Essentially, the escalator automatically increases fuel duty rises above inflation, and means having to absorb a two pence per litre (ppl) rise last December, a 1.84ppl rise in April this year and a further 0.5ppl rise from April 2010 on top of inflation. The Government’s reluctance to listen to an industry that, literally, keeps UK plc running and employs some 2.3 million people, means it is now down to operators to ensure their own survival.
Spot the difference
When fuel prices fall because of an over-supply, spot purchases can work out cheaper than sticking to a contract for all oil purchases as they reflect current supply and demand and not previous price movements. By the same token, in a period of sustained rising prices, contract purchases will be more competitive. The problem, of course, is that accurately predicting the price of volatile commodities like oil is difficult.
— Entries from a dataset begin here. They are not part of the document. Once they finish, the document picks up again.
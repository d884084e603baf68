//! Shared setup for the renderer integration tests.
//!
//! A [`TestContext`] bundles a render context, a renderer and the default
//! sphere scene for one backend. The wgpu backend is skipped when the
//! machine has no adapter.

use render_core::app::default_scene;
use render_core::backend::dummy::DummyBackend;
use render_core::resources::{RenderTargetSlot, Texture};
use render_core::scene::Scene;
use render_core::{AntiAliasing, RenderContext, Renderer, RendererConfig, WgpuBackend};

/// Backends the scenarios run against.
#[derive(Debug, Clone, Copy, PartialEq, Eq)]
pub enum Backend {
    /// Records commands without rasterizing.
    Dummy,
    /// wgpu offscreen device.
    Wgpu,
}

impl Backend {
    #[allow(dead_code)]
    pub fn name(&self) -> &'static str {
        match self {
            Backend::Dummy => "dummy",
            Backend::Wgpu => "wgpu",
        }
    }
}

pub struct TestContext {
    #[allow(dead_code)]
    pub backend: Backend,
    pub ctx: RenderContext,
    pub renderer: Renderer,
    pub scene: Scene,
}

impl TestContext {
    /// Build the default scene at `width`×`height`.
    ///
    /// Returns `None` if the backend is not available.
    pub fn new(backend: Backend, width: u32, height: u32, anti_aliasing: AntiAliasing) -> Option<Self> {
        let _ = env_logger::builder().is_test(true).try_init();
        let mut ctx = match backend {
            Backend::Dummy => RenderContext::new(DummyBackend::new(width, height)).ok()?,
            Backend::Wgpu => {
                let gpu = WgpuBackend::new_headless(width, height).ok()?;
                RenderContext::new(gpu).ok()?
            }
        };
        let config = RendererConfig {
            width,
            height,
            anti_aliasing,
            vsync: false,
            ..Default::default()
        };
        let renderer = Renderer::new(&mut ctx, &config).ok()?;
        let scene = default_scene(&ctx, &config).ok()?;
        Some(Self {
            backend,
            ctx,
            renderer,
            scene,
        })
    }

    /// Update and render one frame at 60 Hz.
    pub fn frame(&mut self) {
        self.renderer.update_scene(&self.ctx, &mut self.scene, 1.0 / 60.0);
        self.renderer
            .render_frame(&mut self.ctx, &mut self.scene)
            .expect("frame should render");
    }

    pub fn target(&self, slot: RenderTargetSlot) -> Texture {
        self.ctx
            .render_targets
            .texture(slot)
            .expect("render target should exist")
            .clone()
    }

    /// Decoded texel at the center of a render target.
    #[allow(dead_code)]
    pub fn center_texel(&mut self, slot: RenderTargetSlot) -> [f32; 4] {
        let texture = self.target(slot);
        let (width, height) = texture.size();
        let texels = texture
            .read_texels(self.ctx.gpu(), 0, 0)
            .expect("texture readback");
        texels[((height / 2) * width + width / 2) as usize]
    }
}

/// Skip message for an unavailable backend.
pub fn skip(backend: Backend) {
    eprintln!("Backend {:?} not available, skipping", backend);
}

/// Rec. 709 luminance.
#[allow(dead_code)]
pub fn luminance(texel: [f32; 4]) -> f32 {
    0.2126 * texel[0] + 0.7152 * texel[1] + 0.0722 * texel[2]
}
Spot purchases are becoming less attractive than contract prices as daily product prices and local supply and demand issues will influence the price, making it less predictable. Getting the best price on a particular day also requires time and effort by the operator. Agreeing a contract with a supplier for some or all of your fuel requirements provides supply continuity and a self-managing, transparent system of fuel prices. Remember that some fuel supply companies may have a stronger presence in a particular region than others and will reflect this in the lower prices they charge.
There is nothing to stop you setting up a contract deal based on, say, 80% of annual usage as a minimum purchase to achieve a good contract price. Spot purchases for the other 20% can then be used as and when the market conditions are favourable.
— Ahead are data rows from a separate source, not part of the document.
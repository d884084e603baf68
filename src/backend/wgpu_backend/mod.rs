//! wgpu backend implementation
//!
//! The GL-like immediate surface is translated into buffered wgpu passes.
//! Draws accumulate in a pending render pass for as long as the bound
//! attachments stay the same; a clear, a blit, a compute dispatch or an
//! attachment change ends it. Buffer and texture uploads submit recorded
//! work first so they are ordered the way GL orders them.

mod convert;
pub(crate) mod prelude;

use std::collections::{BTreeMap, HashMap};
use std::sync::Arc;

use wgpu::util::DeviceExt;

use crate::backend::traits::*;
use crate::backend::types::*;
use prelude::{MaterialLayout, UNIFORM_BLOCK_COUNT};

const BLIT_WGSL: &str = include_str!("../../../shaders/blit.wgsl");

/// Texture id of the default framebuffer's color image
const WINDOW_TEXTURE: u64 = 0;

/// Size of the zero buffer bound to unbound uniform and storage slots
const FALLBACK_BUFFER_SIZE: u64 = 65536;

struct GpuTexture {
    desc: TextureDescriptor,
    texture: wgpu::Texture,
    sample_view: wgpu::TextureView,
    sampler: wgpu::Sampler,
    mip_levels: u32,
}

struct GpuBuffer {
    desc: BufferDescriptor,
    buffer: wgpu::Buffer,
}

#[derive(Debug, Clone, Copy, PartialEq, Eq)]
struct Attachment {
    texture: TextureHandle,
    target: AttachTarget,
}

#[derive(Debug, Clone, Default)]
struct FramebufferState {
    colors: BTreeMap<u32, Attachment>,
    depth: Option<(AttachmentPoint, Attachment)>,
    draw_buffers: u32,
    read_buffer: Option<u32>,
}

struct GpuProgram {
    desc: ProgramDescriptor,
    uniforms: Vec<UniformInfo>,
    layout: MaterialLayout,
    /// Sampler slot of each declaration, `None` for data uniforms.
    sampler_slots: Vec<Option<usize>>,
    module: wgpu::ShaderModule,
    pipeline_layout: wgpu::PipelineLayout,
    texture_layout: wgpu::BindGroupLayout,
    storage_layout: wgpu::BindGroupLayout,
    compute_pipeline: Option<wgpu::ComputePipeline>,
    material: Vec<u8>,
    units: Vec<u32>,
}

struct GpuVertexArray {
    desc: VertexArrayDescriptor,
    instance: Option<InstanceStream>,
}

/// One image written by a render pass
#[derive(Debug, Clone, Copy, PartialEq, Eq)]
struct TargetImage {
    texture: u64,
    layer: u32,
    level: u32,
}

#[derive(Debug, Clone, PartialEq)]
struct PassTarget {
    colors: Vec<TargetImage>,
    depth: Option<TargetImage>,
}

#[derive(Debug, Clone, PartialEq, Eq, Hash)]
struct PipelineKey {
    program: u64,
    colors: Vec<wgpu::TextureFormat>,
    depth: Option<wgpu::TextureFormat>,
    samples: u32,
    state: PipelineState,
    vertex: VertexLayout,
    instance: Option<VertexLayout>,
    mode: PrimitiveMode,
}

#[derive(Debug, Clone, Copy, PartialEq, Eq, Hash)]
enum BlitKind {
    Color,
    Multisample,
    Depth,
}

/// Buffered draw call
struct DrawCall {
    pipeline: usize,
    bind_groups: [usize; 4],
    vertex_buffer: u64,
    instance_buffer: Option<u64>,
    index_buffer: u64,
    viewport: [f32; 4],
    index_count: u32,
    instance_count: u32,
}

/// Buffered compute dispatch
struct DispatchCall {
    program: u64,
    bind_groups: [usize; 4],
    groups: [u32; 3],
}

/// Pending render pass with buffered draws
struct PendingRenderPass {
    target: PassTarget,
    color_clear: Option<[f32; 4]>,
    depth_clear: Option<f32>,
    draws: Vec<DrawCall>,
}
impl ParticleInfo {
    /// Capacity needed so a full spawn schedule never runs out of slots.
    pub fn max_particle_count(&self) -> u32 {
        if self.spawn_term <= 0.0 {
            return self.spawn_count;
        }
        let total_time = self.delay.max_value() + self.life_time.max_value();
        let batches = (total_time / self.spawn_term).ceil().max(0.0) as u32;
        self.spawn_count * batches + self.spawn_count
    }

    pub fn is_infinite_emitter(&self) -> bool {
        self.spawn_end_time < 0.0
    }

    pub fn is_infinite_particle(&self) -> bool {
        self.life_time.max_value() <= 0.0
    }

    pub fn total_cells(&self) -> u32 {
        self.cell_count[0].max(1) * self.cell_count[1].max(1)
    }

    /// Top-left uv of flipbook cell `index`, row-major from the top.
    pub fn cell_uv(&self, index: u32) -> Vec2 {
        let columns = self.cell_count[0].max(1);
        let rows = self.cell_count[1].max(1);
        Vec2::new(
            (index % columns) as f32 / columns as f32,
            (index / columns) as f32 / rows as f32,
        )
    }

    pub fn spawn_volume_matrix(&self) -> Mat4 {
        let r = self.spawn_volume_rotation;
        Mat4::from_translation(self.spawn_volume_position)
            * euler_to_matrix(r.x, r.y, r.z)
            * Mat4::from_scale(self.spawn_volume_scale)
    }

    /// Sample the spawn volume in emitter space.
    pub fn spawn_position(&self, rng: &mut Lcg) -> Vec3 {
        let info = self.spawn_volume_info;
        let mut position = match self.spawn_volume {
            SpawnVolume::Box => rng.range_vec3(Vec3::splat(-0.5), Vec3::splat(0.5)) * info,
            SpawnVolume::Sphere => {
                let direction = rng
                    .range_vec3(Vec3::NEG_ONE, Vec3::ONE)
                    .try_normalize()
                    .unwrap_or(Vec3::Y);
                direction * info.x * rng.next_f32().cbrt()
            }
            SpawnVolume::Cone => {
                let h = rng.next_f32();
                let angle = rng.next_f32() * std::f32::consts::TAU;
                let radius = crate::math::lerp(info.x, info.y, h) * rng.next_f32().sqrt();
                Vec3::new(angle.cos() * radius, h * info.z, angle.sin() * radius)
            }
            SpawnVolume::Cylinder => {
                let angle = rng.next_f32() * std::f32::consts::TAU;
                let radius = info.x * rng.next_f32().sqrt();
                Vec3::new(angle.cos() * radius, rng.next_f32() * info.z, angle.sin() * radius)
            }
        };
        for axis in 0..3 {
            if self.spawn_volume_abs[axis] {
                position[axis] = position[axis].abs();
            }
        }
        self.spawn_volume_matrix().transform_point3(position)
    }

    pub fn limit_velocity(&self, velocity: Vec3) -> Vec3 {
        let (min, max) = (self.velocity_limit.x, self.velocity_limit.y);
        if max <= 0.0 && min <= 0.0 {
            return velocity;
        }
        let speed = velocity.length();
        if speed == 0.0 {
            return velocity;
        }
        let clamped = if max > 0.0 { speed.clamp(min.min(max), max) } else { speed.max(min) };
        velocity * (clamped / speed)
    }

    /// Opacity factor from fade-in and fade-out.
    pub fn fade(&self, elapsed_time: f32, life_time: f32) -> f32 {
        let mut factor = 1.0;
        if self.fade_in > 0.0 {
            factor *= (elapsed_time / self.fade_in).clamp(0.0, 1.0);
        }
        let remaining = life_time - elapsed_time;
        if self.fade_out > 0.0 && remaining < self.fade_out {
            factor *= (remaining / self.fade_out).clamp(0.0, 1.0);
        }
        factor
    }

    /// Set one field from its JSON or plain-text form.
    pub fn set_attribute(&mut self, name: &str, value: &str) -> RenderResult<()> {
        set_json_attribute(self, name, value)
    }
}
For smaller operations, a dedicated bulk diesel facility may be cost prohibitive but if such a company is located close to others then a co-operative could be organised to share the costs. Another alternative is to use a bunker card that will allow access to refuelling at various networks around the UK. This can be worthwhile as typically bunker card premiums are just 1.0 to 1.5ppl above bulk prices. Similarly, forecourt agency cards are usually between 4 and 5 ppl higher. Fuel dispensing systems are now sufficiently sophisticated to record drawing details of all fuel used from the site accurately.
Technological solutions
Technology offers two real advantages for reducing fuel costs: vehicle efficiency and fuel-efficient driving. In-cab technology can provide an early warning of component wear or failure for workshop. Tackling these early ensures periods of poorer fuel consumption are minimised and vehicle downtime linked to workshop activity minimised. For those underperforming vehicles where diagnostic checks have been inconclusive, the reason behind poor performance may lie with the driver. However, tackling poor driving performance is best tackled when other explanations have been exhausted.
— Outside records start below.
//! CPU reference of the GPU ocean passes
//!
//! Mirrors `fft_init.wgsl` and `fft.wgsl` texel for texel, including the
//! half-float storage of every intermediate target, so a readback of FFT_A
//! can be checked against it.

use glam::{Vec2, Vec4};
use half::f16;

use super::spectrum::WaveSpectrum;
use crate::resources::FFT_LAYERS;

/// One layer of an FFT target, row-major from the top-left texel
pub type FftLayer = Vec<[f32; 4]>;

fn quantize(v: f32) -> f32 {
    f16::from_f32(v).to_f32()
}

fn quantize4(v: [f32; 4]) -> [f32; 4] {
    v.map(quantize)
}

fn times_i(z: Vec2) -> Vec2 {
    Vec2::new(-z.y, z.x)
}

fn inverse_length(k: Vec2) -> f32 {
    let len = k.length();
    if len == 0.0 {
        0.0
    } else {
        1.0 / len
    }
}

/// Software IFFT over the same inputs the GPU passes read
#[derive(Debug, Clone)]
pub struct CpuFft {
    size: u32,
    passes: u32,
    spectrum_1_2: Vec<[f32; 4]>,
    spectrum_3_4: Vec<[f32; 4]>,
    butterfly: Vec<[f32; 4]>,
    inverse_grid_sizes: Vec4,
}

impl CpuFft {
    pub fn new(spectrum: &WaveSpectrum, butterfly: &[[f32; 4]], inverse_grid_sizes: Vec4) -> Self {
        let size = spectrum.size;
        Self {
            size,
            passes: size.trailing_zeros(),
            spectrum_1_2: spectrum.spectrum_1_2.iter().copied().map(quantize4).collect(),
            spectrum_3_4: spectrum.spectrum_3_4.iter().copied().map(quantize4).collect(),
            butterfly: butterfly.iter().copied().map(quantize4).collect(),
            inverse_grid_sizes,
        }
    }

    pub fn size(&self) -> u32 {
        self.size
    }

    fn animated(&self, k: f32, s0: Vec2, s0c: Vec2, t: f32) -> Vec2 {
        let w = (9.81 * k * (1.0 + k * k / (370.0 * 370.0))).sqrt();
        let (s, c) = (w * t).sin_cos();
        Vec2::new(
            (s0.x + s0c.x) * c - (s0.y + s0c.y) * s,
            (s0.x - s0c.x) * s + (s0.y - s0c.y) * c,
        )
    }

    /// Initial complex amplitudes of every layer at time `t`.
    pub fn init(&self, t: f32) -> Vec<FftLayer> {
        let n = self.size as i32;
        let igs = self.inverse_grid_sizes;
        let texels = (self.size * self.size) as usize;
        let mut layers = vec![Vec::with_capacity(texels); FFT_LAYERS as usize];
        for y in 0..n {
            for x in 0..n {
                let at = |data: &[[f32; 4]], x: i32, y: i32| {
                    let v = data[(x + y * n) as usize];
                    (Vec2::new(v[0], v[1]), Vec2::new(v[2], v[3]))
                };
                let (cx, cy) = ((n - x) % n, (n - y) % n);
                let (s1, s2) = at(&self.spectrum_1_2, x, y);
                let (s3, s4) = at(&self.spectrum_3_4, x, y);
                let (s1c, s2c) = at(&self.spectrum_1_2, cx, cy);
                let (s3c, s4c) = at(&self.spectrum_3_4, cx, cy);

                let signed = |v: i32| {
                    let index = if v >= n / 2 { v - n } else { v };
                    index as f32 / n as f32
                };
                let index = Vec2::new(signed(x), signed(y));
                let k1 = index * igs.x;
                let k2 = index * igs.y;
                let k3 = index * igs.z;
                let k4 = index * igs.w;

                let h1 = self.animated(k1.length(), s1, s1c, t);
                let h2 = self.animated(k2.length(), s2, s2c, t);
                let h3 = self.animated(k3.length(), s3, s3c, t);
                let h4 = self.animated(k4.length(), s4, s4c, t);

                let pack = |a: Vec2, b: Vec2| quantize4([a.x, a.y, b.x, b.y]);
                let slope = |k: Vec2, h: Vec2| times_i(k.x * h) - k.y * h;
                let choppy = |k: Vec2, h: Vec2| {
                    let a = inverse_length(k);
                    -times_i(k.x * a * h) + k.y * a * h
                };
                layers[0].push(pack(h1 + times_i(h2), h3 + times_i(h4)));
                layers[1].push(pack(slope(k1, h1), slope(k2, h2)));
                layers[2].push(pack(slope(k3, h3), slope(k4, h4)));
                layers[3].push(pack(choppy(k1, h1), choppy(k2, h2)));
                layers[4].push(pack(choppy(k3, h3), choppy(k4, h4)));
            }
        }
        layers
    }

    /// One butterfly pass over every layer. `butterfly_pass` is the uniform
    /// the GPU pass receives.
    pub fn butterfly_pass(&self, input: &[FftLayer], vertical: bool, butterfly_pass: f32) -> Vec<FftLayer> {
        let n = self.size as usize;
        let row = (butterfly_pass * self.passes as f32) as usize;
        input
            .iter()
            .map(|layer| {
                let mut out = Vec::with_capacity(layer.len());
                for y in 0..n {
                    for x in 0..n {
                        let coord = if vertical { y } else { x };
                        let data = self.butterfly[coord + row * n];
                        let j1 = (data[0] * n as f32).floor() as usize;
                        let j2 = (data[1] * n as f32).floor() as usize;
                        let (p1, p2) = if vertical {
                            (x + j1 * n, x + j2 * n)
                        } else {
                            (j1 + y * n, j2 + y * n)
                        };
                        let a = layer[p1];
                        let b = layer[p2];
                        let (wr, wi) = (data[2], data[3]);
                        out.push(quantize4([
                            a[0] + wr * b[0] - wi * b[1],
                            a[1] + wi * b[0] + wr * b[1],
                            a[2] + wr * b[2] - wi * b[3],
                            a[3] + wi * b[2] + wr * b[3],
                        ]));
                    }
                }
                out
            })
            .collect()
    }

    /// Init plus all horizontal and vertical passes; returns the final FFT_A.
    pub fn simulate(&self, t: f32) -> Vec<FftLayer> {
        let mut layers = self.init(t);
        for i in 0..self.passes {
            layers = self.butterfly_pass(&layers, false, super::horizontal_pass(i, self.passes));
        }
        for i in self.passes..self.passes * 2 {
            layers = self.butterfly_pass(&layers, true, super::vertical_pass(i, self.passes));
        }
        layers
    }
}

/// Sum of absolute heights of all four grids in the height layer.
pub fn height_sum(heights: &[[f32; 4]]) -> f64 {
    heights
        .iter()
        .map(|t| t.iter().map(|v| v.abs() as f64).sum::<f64>())
        .sum()
}

#[cfg(test)]
mod tests {
    use super::*;
    use crate::ocean::spectrum::{butterfly_lookup, SpectrumParams};
    use crate::ocean::{inverse_grid_sizes, AMPLITUDE, OMEGA, WIND};

    fn small_fft(size: u32) -> CpuFft {
        let params = SpectrumParams {
            wind: WIND,
            omega: OMEGA,
            amplitude: AMPLITUDE,
        };
        let spectrum = WaveSpectrum::generate_sized(&params, size);
        let butterfly = butterfly_lookup(size.trailing_zeros());
        CpuFft::new(&spectrum, &butterfly, inverse_grid_sizes(size, 1.0))
    }

    #[test]
    fn test_impulse_transforms_to_constant() {
        let fft = small_fft(8);
        let mut layer = vec![[0.0f32; 4]; 64];
        layer[0] = [1.0, 0.0, 0.0, 0.0];
        let mut layers = vec![layer];
        for i in 0..3 {
            layers = fft.butterfly_pass(&layers, false, (i as f32 + 0.5) / 3.0);
        }
        for i in 0..3 {
            layers = fft.butterfly_pass(&layers, true, (i as f32 + 0.5) / 3.0);
        }
        for texel in &layers[0] {
            assert!((texel[0] - 1.0).abs() < 1e-3, "{texel:?}");
            assert!(texel[1].abs() < 1e-3);
        }
    }

    #[test]
    fn test_simulation_is_deterministic() {
        let fft = small_fft(16);
        let a = fft.simulate(0.0);
        let b = fft.simulate(0.0);
        assert_eq!(a, b);
        assert_eq!(a.len(), FFT_LAYERS as usize);
        assert!(height_sum(&a[0]) > 0.0);
    }
}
Technology that can detect poor driving performance is becoming more mainstream. Vehicle-to-driver telemetry provides valuable information, which can reveal a link between a driving style and fuel consumption and flag up the need for training. Fuel efficiency targets can also be set to reward good drivers. However, they must be credible. Consider establishing targets that compare performance to the previous year rather than averages, to reflect cyclical business activity and conditions that can affect fuel performance.
Before purchasing a new vehicle, fuel performance estimates should be analysed. Overspecifying a vehicle on urban work may return less than optimal fuel consumption, as will a vehicle with insufficient power undertaking trunking activities.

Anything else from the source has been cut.